(Stored data)
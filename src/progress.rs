//! Pipeline progress reporting.
//!
//! Reports observable progress during `fdoc generate` so users see which
//! stage is running and how many files remain. Progress is emitted on
//! **stderr** so stdout remains parseable for scripts.

use std::io::Write;

/// A single progress event emitted by the pipeline.
#[derive(Clone, Debug, PartialEq, Eq)]
pub enum ProgressEvent {
    Extracting,
    /// Discovery finished: recognized files and how many had content.
    Discovered { files: u64, non_empty: u64 },
    /// Embedding the corpus.
    Indexing { chunks: u64 },
    Overview,
    /// Per-file analysis: n notes collected out of total.
    Analyzing { n: u64, total: u64 },
    Rendering,
}

/// Reports pipeline progress. Implementations write to stderr (human or JSON).
pub trait ProgressReporter: Send + Sync {
    fn report(&self, event: ProgressEvent);
}

/// Human-friendly progress on stderr: "fdoc  analyzing  12 / 50 files".
pub struct StderrProgress;

impl ProgressReporter for StderrProgress {
    fn report(&self, event: ProgressEvent) {
        let line = match &event {
            ProgressEvent::Extracting => "fdoc  extracting archive...\n".to_string(),
            ProgressEvent::Discovered { files, non_empty } => format!(
                "fdoc  discovered  {} source files ({} with content)\n",
                format_number(*files),
                format_number(*non_empty)
            ),
            ProgressEvent::Indexing { chunks } => {
                format!("fdoc  indexing  {} chunks\n", format_number(*chunks))
            }
            ProgressEvent::Overview => "fdoc  writing overview...\n".to_string(),
            ProgressEvent::Analyzing { n, total } => format!(
                "fdoc  analyzing  {} / {} files\n",
                format_number(*n),
                format_number(*total)
            ),
            ProgressEvent::Rendering => "fdoc  rendering markdown + docx...\n".to_string(),
        };
        let mut stderr = std::io::stderr().lock();
        let _ = stderr.write_all(line.as_bytes());
        let _ = stderr.flush();
    }
}

/// Machine-readable progress: one JSON object per line on stderr.
pub struct JsonProgress;

impl ProgressReporter for JsonProgress {
    fn report(&self, event: ProgressEvent) {
        let obj = match &event {
            ProgressEvent::Extracting => serde_json::json!({
                "event": "progress",
                "phase": "extracting"
            }),
            ProgressEvent::Discovered { files, non_empty } => serde_json::json!({
                "event": "progress",
                "phase": "discovered",
                "files": files,
                "non_empty": non_empty
            }),
            ProgressEvent::Indexing { chunks } => serde_json::json!({
                "event": "progress",
                "phase": "indexing",
                "chunks": chunks
            }),
            ProgressEvent::Overview => serde_json::json!({
                "event": "progress",
                "phase": "overview"
            }),
            ProgressEvent::Analyzing { n, total } => serde_json::json!({
                "event": "progress",
                "phase": "analyzing",
                "n": n,
                "total": total
            }),
            ProgressEvent::Rendering => serde_json::json!({
                "event": "progress",
                "phase": "rendering"
            }),
        };
        if let Ok(line) = serde_json::to_string(&obj) {
            let mut stderr = std::io::stderr().lock();
            let _ = writeln!(stderr, "{}", line);
            let _ = stderr.flush();
        }
    }
}

/// No-op reporter when progress is disabled.
pub struct NoProgress;

impl ProgressReporter for NoProgress {
    fn report(&self, _event: ProgressEvent) {}
}

pub fn format_number(n: u64) -> String {
    let s = n.to_string();
    let mut result = String::with_capacity(s.len() + (s.len() - 1) / 3);
    let chars: Vec<char> = s.chars().rev().collect();
    for (i, c) in chars.iter().enumerate() {
        if i > 0 && i % 3 == 0 {
            result.push(',');
        }
        result.push(*c);
    }
    result.chars().rev().collect()
}

/// Progress mode for the CLI: off, human (stderr), or JSON (stderr).
#[derive(Clone, Copy, Debug, Eq, PartialEq, clap::ValueEnum)]
pub enum ProgressMode {
    Off,
    Human,
    Json,
}

impl ProgressMode {
    /// Default: human progress when stderr is a TTY, otherwise off.
    pub fn default_for_tty() -> Self {
        if atty::is(atty::Stream::Stderr) {
            ProgressMode::Human
        } else {
            ProgressMode::Off
        }
    }

    pub fn reporter(&self) -> Box<dyn ProgressReporter> {
        match self {
            ProgressMode::Off => Box::new(NoProgress),
            ProgressMode::Human => Box::new(StderrProgress),
            ProgressMode::Json => Box::new(JsonProgress),
        }
    }
}
//! Core data models used throughout the documentation pipeline.
//!
//! These types represent the source files, notes, and report pieces that flow
//! from archive extraction to rendering.

use std::path::PathBuf;

/// A recognized source file inside the extracted tree.
#[derive(Debug, Clone, PartialEq, Eq)]
pub struct CodeFile {
    /// Absolute path on disk.
    pub path: PathBuf,
    /// Path relative to the extracted tree root, `/`-separated.
    pub relative_path: String,
}

impl CodeFile {
    /// Final path component, used as the per-file section heading.
    pub fn file_name(&self) -> String {
        self.path
            .file_name()
            .map(|n| n.to_string_lossy().to_string())
            .unwrap_or_else(|| self.relative_path.clone())
    }
}

/// A code file together with its (possibly empty) text content.
#[derive(Debug, Clone)]
pub struct LoadedFile {
    pub file: CodeFile,
    pub content: String,
}

impl LoadedFile {
    /// Whitespace-only content counts as empty.
    pub fn is_empty(&self) -> bool {
        self.content.trim().is_empty()
    }
}

/// The project-level narrative. Produced once per run.
#[derive(Debug, Clone)]
pub struct OverviewReport {
    pub text: String,
    /// Number of retrieved chunks the prompt was grounded in.
    pub context_chunks: usize,
}

#[derive(Debug, Clone, PartialEq, Eq)]
pub enum NoteStatus {
    Analyzed,
    Failed { reason: String },
}

/// Structured notes for one analyzed file.
#[derive(Debug, Clone)]
pub struct FileNote {
    pub file_name: String,
    pub relative_path: String,
    pub body: String,
    pub status: NoteStatus,
}

impl FileNote {
    pub fn analyzed(file: &CodeFile, body: &str) -> Self {
        Self {
            file_name: file.file_name(),
            relative_path: file.relative_path.clone(),
            body: body.trim().to_string(),
            status: NoteStatus::Analyzed,
        }
    }

    /// Placeholder note for a file whose model call failed.
    pub fn failed(file: &CodeFile, reason: &str) -> Self {
        Self {
            file_name: file.file_name(),
            relative_path: file.relative_path.clone(),
            body: format!(
                "Analysis failed for `{}`: {}",
                file.relative_path, reason
            ),
            status: NoteStatus::Failed {
                reason: reason.to_string(),
            },
        }
    }

    pub fn is_failed(&self) -> bool {
        matches!(self.status, NoteStatus::Failed { .. })
    }
}

/// Locations of the two artifacts written by a successful run.
#[derive(Debug, Clone)]
pub struct GeneratedDoc {
    pub markdown_path: PathBuf,
    pub docx_path: PathBuf,
    pub files_discovered: usize,
    pub files_analyzed: usize,
    pub files_failed: usize,
}

#[cfg(test)]
mod tests {
    use super::*;

    fn code_file(rel: &str) -> CodeFile {
        CodeFile {
            path: PathBuf::from("/work/repo").join(rel),
            relative_path: rel.to_string(),
        }
    }

    #[test]
    fn file_name_is_base_name() {
        assert_eq!(code_file("src/app/main.py").file_name(), "main.py");
    }

    #[test]
    fn whitespace_only_content_is_empty() {
        let loaded = LoadedFile {
            file: code_file("a.py"),
            content: " \n\t\n".to_string(),
        };
        assert!(loaded.is_empty());
    }

    #[test]
    fn failed_note_mentions_path_and_reason() {
        let note = FileNote::failed(&code_file("pkg/util.go"), "timed out");
        assert!(note.is_failed());
        assert_eq!(note.file_name, "util.go");
        assert!(note.body.contains("pkg/util.go"));
        assert!(note.body.contains("timed out"));
    }

    #[test]
    fn analyzed_note_trims_body() {
        let note = FileNote::analyzed(&code_file("a.rs"), "\n\nPurpose: x\n\n");
        assert_eq!(note.body, "Purpose: x");
        assert!(!note.is_failed());
    }
}
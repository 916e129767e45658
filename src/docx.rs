//! Minimal WordprocessingML writer.
//!
//! Projects a [`FunctionalDocument`] into a `.docx` package: the title uses
//! the `Title` style, top-level sections `Heading1`, per-file sections
//! `Heading2`, and bodies `Normal` paragraphs. Single newlines inside a
//! paragraph become `<w:br/>` line breaks.
//!
//! [`read_outline`] reads the paragraph styles and text back out of a
//! package, which is how callers verify the two outputs agree.

use std::io::{Cursor, Read, Write};

use anyhow::{bail, Context, Result};
use quick_xml::events::{BytesDecl, BytesEnd, BytesStart, BytesText, Event};
use zip::write::SimpleFileOptions;
use zip::CompressionMethod;

use crate::report::{Block, FunctionalDocument};

const MAX_DOCUMENT_XML_BYTES: u64 = 64 * 1024 * 1024;

const WORDML_NS: &str = "http://schemas.openxmlformats.org/wordprocessingml/2006/main";

const CONTENT_TYPES_XML: &str = r#"<?xml version="1.0" encoding="UTF-8" standalone="yes"?>
<Types xmlns="http://schemas.openxmlformats.org/package/2006/content-types">
<Default Extension="rels" ContentType="application/vnd.openxmlformats-package.relationships+xml"/>
<Default Extension="xml" ContentType="application/xml"/>
<Override PartName="/word/document.xml" ContentType="application/vnd.openxmlformats-officedocument.wordprocessingml.document.main+xml"/>
<Override PartName="/word/styles.xml" ContentType="application/vnd.openxmlformats-officedocument.wordprocessingml.styles+xml"/>
<Override PartName="/docProps/core.xml" ContentType="application/vnd.openxmlformats-package.core-properties+xml"/>
</Types>"#;

const ROOT_RELS_XML: &str = r#"<?xml version="1.0" encoding="UTF-8" standalone="yes"?>
<Relationships xmlns="http://schemas.openxmlformats.org/package/2006/relationships">
<Relationship Id="rId1" Type="http://schemas.openxmlformats.org/officeDocument/2006/relationships/officeDocument" Target="word/document.xml"/>
<Relationship Id="rId2" Type="http://schemas.openxmlformats.org/package/2006/relationships/metadata/core-properties" Target="docProps/core.xml"/>
</Relationships>"#;

const DOCUMENT_RELS_XML: &str = r#"<?xml version="1.0" encoding="UTF-8" standalone="yes"?>
<Relationships xmlns="http://schemas.openxmlformats.org/package/2006/relationships">
<Relationship Id="rId1" Type="http://schemas.openxmlformats.org/officeDocument/2006/relationships/styles" Target="styles.xml"/>
</Relationships>"#;

const STYLES_XML: &str = r#"<?xml version="1.0" encoding="UTF-8" standalone="yes"?>
<w:styles xmlns:w="http://schemas.openxmlformats.org/wordprocessingml/2006/main">
<w:style w:type="paragraph" w:default="1" w:styleId="Normal"><w:name w:val="Normal"/><w:pPr><w:spacing w:after="160"/></w:pPr><w:rPr><w:sz w:val="22"/></w:rPr></w:style>
<w:style w:type="paragraph" w:styleId="Title"><w:name w:val="Title"/><w:basedOn w:val="Normal"/><w:next w:val="Normal"/><w:pPr><w:spacing w:after="240"/></w:pPr><w:rPr><w:sz w:val="56"/></w:rPr></w:style>
<w:style w:type="paragraph" w:styleId="Heading1"><w:name w:val="heading 1"/><w:basedOn w:val="Normal"/><w:next w:val="Normal"/><w:pPr><w:keepNext/><w:spacing w:before="360" w:after="120"/><w:outlineLvl w:val="0"/></w:pPr><w:rPr><w:b/><w:sz w:val="32"/></w:rPr></w:style>
<w:style w:type="paragraph" w:styleId="Heading2"><w:name w:val="heading 2"/><w:basedOn w:val="Normal"/><w:next w:val="Normal"/><w:pPr><w:keepNext/><w:spacing w:before="240" w:after="80"/><w:outlineLvl w:val="1"/></w:pPr><w:rPr><w:b/><w:sz w:val="26"/></w:rPr></w:style>
</w:styles>"#;

/// Render the document as `.docx` bytes.
pub fn render_docx(doc: &FunctionalDocument) -> Result<Vec<u8>> {
    let document_xml = document_xml(doc)?;
    let core_xml = core_xml(&doc.title);

    let mut zip = zip::ZipWriter::new(Cursor::new(Vec::new()));
    let options = SimpleFileOptions::default().compression_method(CompressionMethod::Deflated);

    let parts: [(&str, &[u8]); 6] = [
        ("[Content_Types].xml", CONTENT_TYPES_XML.as_bytes()),
        ("_rels/.rels", ROOT_RELS_XML.as_bytes()),
        ("word/document.xml", &document_xml),
        ("word/_rels/document.xml.rels", DOCUMENT_RELS_XML.as_bytes()),
        ("word/styles.xml", STYLES_XML.as_bytes()),
        ("docProps/core.xml", core_xml.as_bytes()),
    ];
    for (name, bytes) in parts {
        zip.start_file(name, options)
            .with_context(|| format!("cannot start {}", name))?;
        zip.write_all(bytes)
            .with_context(|| format!("cannot write {}", name))?;
    }

    Ok(zip.finish().context("cannot finish docx package")?.into_inner())
}

fn document_xml(doc: &FunctionalDocument) -> Result<Vec<u8>> {
    let mut writer = quick_xml::Writer::new(Vec::new());
    writer.write_event(Event::Decl(BytesDecl::new("1.0", Some("UTF-8"), Some("yes"))))?;
    writer.write_event(Event::Start(
        BytesStart::new("w:document").with_attributes([("xmlns:w", WORDML_NS)]),
    ))?;
    writer.write_event(Event::Start(BytesStart::new("w:body")))?;

    for block in doc.blocks() {
        match block {
            Block::Title(text) => write_paragraph(&mut writer, Some("Title"), text)?,
            Block::Heading { level, text } => {
                let style = format!("Heading{}", level);
                write_paragraph(&mut writer, Some(&style), text)?
            }
            Block::Paragraph(text) => write_paragraph(&mut writer, None, text)?,
        }
    }

    writer.write_event(Event::End(BytesEnd::new("w:body")))?;
    writer.write_event(Event::End(BytesEnd::new("w:document")))?;
    Ok(writer.into_inner())
}

fn write_paragraph(
    writer: &mut quick_xml::Writer<Vec<u8>>,
    style: Option<&str>,
    text: &str,
) -> Result<()> {
    writer.write_event(Event::Start(BytesStart::new("w:p")))?;
    if let Some(style) = style {
        writer.write_event(Event::Start(BytesStart::new("w:pPr")))?;
        writer.write_event(Event::Empty(
            BytesStart::new("w:pStyle").with_attributes([("w:val", style)]),
        ))?;
        writer.write_event(Event::End(BytesEnd::new("w:pPr")))?;
    }

    writer.write_event(Event::Start(BytesStart::new("w:r")))?;
    let clean = xml_safe(text);
    for (i, line) in clean.split('\n').enumerate() {
        if i > 0 {
            writer.write_event(Event::Empty(BytesStart::new("w:br")))?;
        }
        writer.write_event(Event::Start(
            BytesStart::new("w:t").with_attributes([("xml:space", "preserve")]),
        ))?;
        writer.write_event(Event::Text(BytesText::new(line)))?;
        writer.write_event(Event::End(BytesEnd::new("w:t")))?;
    }
    writer.write_event(Event::End(BytesEnd::new("w:r")))?;
    writer.write_event(Event::End(BytesEnd::new("w:p")))?;
    Ok(())
}

fn core_xml(title: &str) -> String {
    let created = chrono::Utc::now().format("%Y-%m-%dT%H:%M:%SZ");
    format!(
        r#"<?xml version="1.0" encoding="UTF-8" standalone="yes"?>
<cp:coreProperties xmlns:cp="http://schemas.openxmlformats.org/package/2006/metadata/core-properties" xmlns:dc="http://purl.org/dc/elements/1.1/" xmlns:dcterms="http://purl.org/dc/terms/" xmlns:xsi="http://www.w3.org/2001/XMLSchema-instance">
<dc:title>{}</dc:title>
<dc:creator>fdoc</dc:creator>
<dcterms:created xsi:type="dcterms:W3CDTF">{}</dcterms:created>
</cp:coreProperties>"#,
        quick_xml::escape::escape(xml_safe(title).as_str()),
        created
    )
}

/// Drop characters XML 1.0 cannot carry. Carriage returns are folded away.
fn xml_safe(text: &str) -> String {
    text.chars()
        .filter(|&c| {
            matches!(c, '\t' | '\n')
                || (c >= '\u{20}' && c != '\u{FFFE}' && c != '\u{FFFF}')
        })
        .collect()
}

/// One paragraph read back from a package: its style id (if any) and text.
#[derive(Debug, Clone, PartialEq, Eq)]
pub struct OutlineEntry {
    pub style: Option<String>,
    pub text: String,
}

/// Read the paragraphs of `word/document.xml` in document order.
pub fn read_outline(bytes: &[u8]) -> Result<Vec<OutlineEntry>> {
    let mut archive = zip::ZipArchive::new(Cursor::new(bytes)).context("not a docx package")?;
    let mut xml = Vec::new();
    archive
        .by_name("word/document.xml")
        .context("word/document.xml not found")?
        .take(MAX_DOCUMENT_XML_BYTES)
        .read_to_end(&mut xml)?;
    if xml.len() as u64 >= MAX_DOCUMENT_XML_BYTES {
        bail!("word/document.xml exceeds size limit");
    }

    let mut reader = quick_xml::Reader::from_reader(xml.as_slice());
    reader.config_mut().trim_text(false);
    let mut buf = Vec::new();
    let mut entries = Vec::new();
    let mut current: Option<OutlineEntry> = None;
    let mut in_text = false;

    loop {
        match reader.read_event_into(&mut buf)? {
            Event::Start(e) => match e.local_name().as_ref() {
                b"p" => {
                    current = Some(OutlineEntry {
                        style: None,
                        text: String::new(),
                    })
                }
                b"t" => in_text = true,
                _ => {}
            },
            Event::Empty(e) => match e.local_name().as_ref() {
                b"pStyle" => {
                    if let (Some(entry), Some(attr)) =
                        (current.as_mut(), e.try_get_attribute("w:val")?)
                    {
                        entry.style = Some(attr.unescape_value()?.into_owned());
                    }
                }
                b"br" => {
                    if let Some(entry) = current.as_mut() {
                        entry.text.push('\n');
                    }
                }
                _ => {}
            },
            Event::Text(te) if in_text => {
                if let Some(entry) = current.as_mut() {
                    entry.text.push_str(&te.unescape()?);
                }
            }
            Event::End(e) => match e.local_name().as_ref() {
                b"t" => in_text = false,
                b"p" => entries.extend(current.take()),
                _ => {}
            },
            Event::Eof => break,
            _ => {}
        }
        buf.clear();
    }
    Ok(entries)
}

#[cfg(test)]
mod tests {
    use super::*;
    use crate::models::{FileNote, NoteStatus, OverviewReport};

    fn sample() -> FunctionalDocument {
        let notes = vec![
            FileNote {
                file_name: "main.py".to_string(),
                relative_path: "main.py".to_string(),
                body: "Entry point.\nCalls `run`.\n\nUses <stdin> & args.".to_string(),
                status: NoteStatus::Analyzed,
            },
            FileNote {
                file_name: "util.py".to_string(),
                relative_path: "lib/util.py".to_string(),
                body: "Helpers\u{0007} here.".to_string(),
                status: NoteStatus::Analyzed,
            },
        ];
        FunctionalDocument::new(
            "Project Functional Documentation",
            &OverviewReport {
                text: "A small tool.".to_string(),
                context_chunks: 2,
            },
            &notes,
        )
    }

    fn style(s: &str) -> Option<String> {
        Some(s.to_string())
    }

    #[test]
    fn package_contains_required_parts() {
        let bytes = render_docx(&sample()).unwrap();
        let mut archive = zip::ZipArchive::new(Cursor::new(bytes.as_slice())).unwrap();
        for name in [
            "[Content_Types].xml",
            "_rels/.rels",
            "word/document.xml",
            "word/_rels/document.xml.rels",
            "word/styles.xml",
            "docProps/core.xml",
        ] {
            assert!(archive.by_name(name).is_ok(), "missing {}", name);
        }
    }

    #[test]
    fn outline_matches_document_blocks() {
        let bytes = render_docx(&sample()).unwrap();
        let outline = read_outline(&bytes).unwrap();
        assert_eq!(
            outline,
            vec![
                OutlineEntry { style: style("Title"), text: "Project Functional Documentation".into() },
                OutlineEntry { style: style("Heading1"), text: "Overview".into() },
                OutlineEntry { style: None, text: "A small tool.".into() },
                OutlineEntry { style: style("Heading1"), text: "File-by-File Analysis".into() },
                OutlineEntry { style: style("Heading2"), text: "main.py".into() },
                OutlineEntry { style: None, text: "Entry point.\nCalls `run`.".into() },
                OutlineEntry { style: None, text: "Uses <stdin> & args.".into() },
                OutlineEntry { style: style("Heading2"), text: "util.py".into() },
                OutlineEntry { style: None, text: "Helpers here.".into() },
            ]
        );
    }

    #[test]
    fn markdown_headings_in_bodies_stay_normal_paragraphs() {
        let doc = FunctionalDocument::new(
            "T",
            &OverviewReport {
                text: "# Summary\n\n## Core features\nGreeting.".to_string(),
                context_chunks: 1,
            },
            &[FileNote {
                file_name: "main.py".to_string(),
                relative_path: "main.py".to_string(),
                body: "### Purpose\nGreets.".to_string(),
                status: NoteStatus::Analyzed,
            }],
        );
        let outline = read_outline(&render_docx(&doc).unwrap()).unwrap();
        let styled: Vec<&str> = outline
            .iter()
            .filter(|e| e.style.is_some())
            .map(|e| e.text.as_str())
            .collect();
        assert_eq!(styled, vec!["T", "Overview", "File-by-File Analysis", "main.py"]);
        assert!(outline
            .iter()
            .any(|e| e.style.is_none() && e.text == "## Core features\nGreeting."));
        assert!(outline
            .iter()
            .any(|e| e.style.is_none() && e.text == "### Purpose\nGreets."));
    }

    #[test]
    fn control_characters_are_dropped() {
        assert_eq!(xml_safe("a\u{0}b\u{1b}c\td\r\ne"), "abc\td\ne");
    }

    #[test]
    fn title_is_escaped_in_core_properties() {
        let core = core_xml("Docs <&> more");
        assert!(core.contains("<dc:title>Docs &lt;&amp;&gt; more</dc:title>"));
    }

    #[test]
    fn read_outline_rejects_non_zip() {
        assert!(read_outline(b"plain text").is_err());
    }
}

## Problem requirements:
Your task is to quote, without any alteration, the lines running from the top of the records to the line that holds "by the pipeline.", both included.

## Result of this task:
filename src/progress.rs
//! Pipeline progress reporting.
//!
//! Reports observable progress during `fdoc generate` so users see which
//! stage is running and how many files remain. Progress is emitted on
//! **stderr** so stdout remains parseable for scripts.

use std::io::Write;

/// A single progress event emitted by the pipeline.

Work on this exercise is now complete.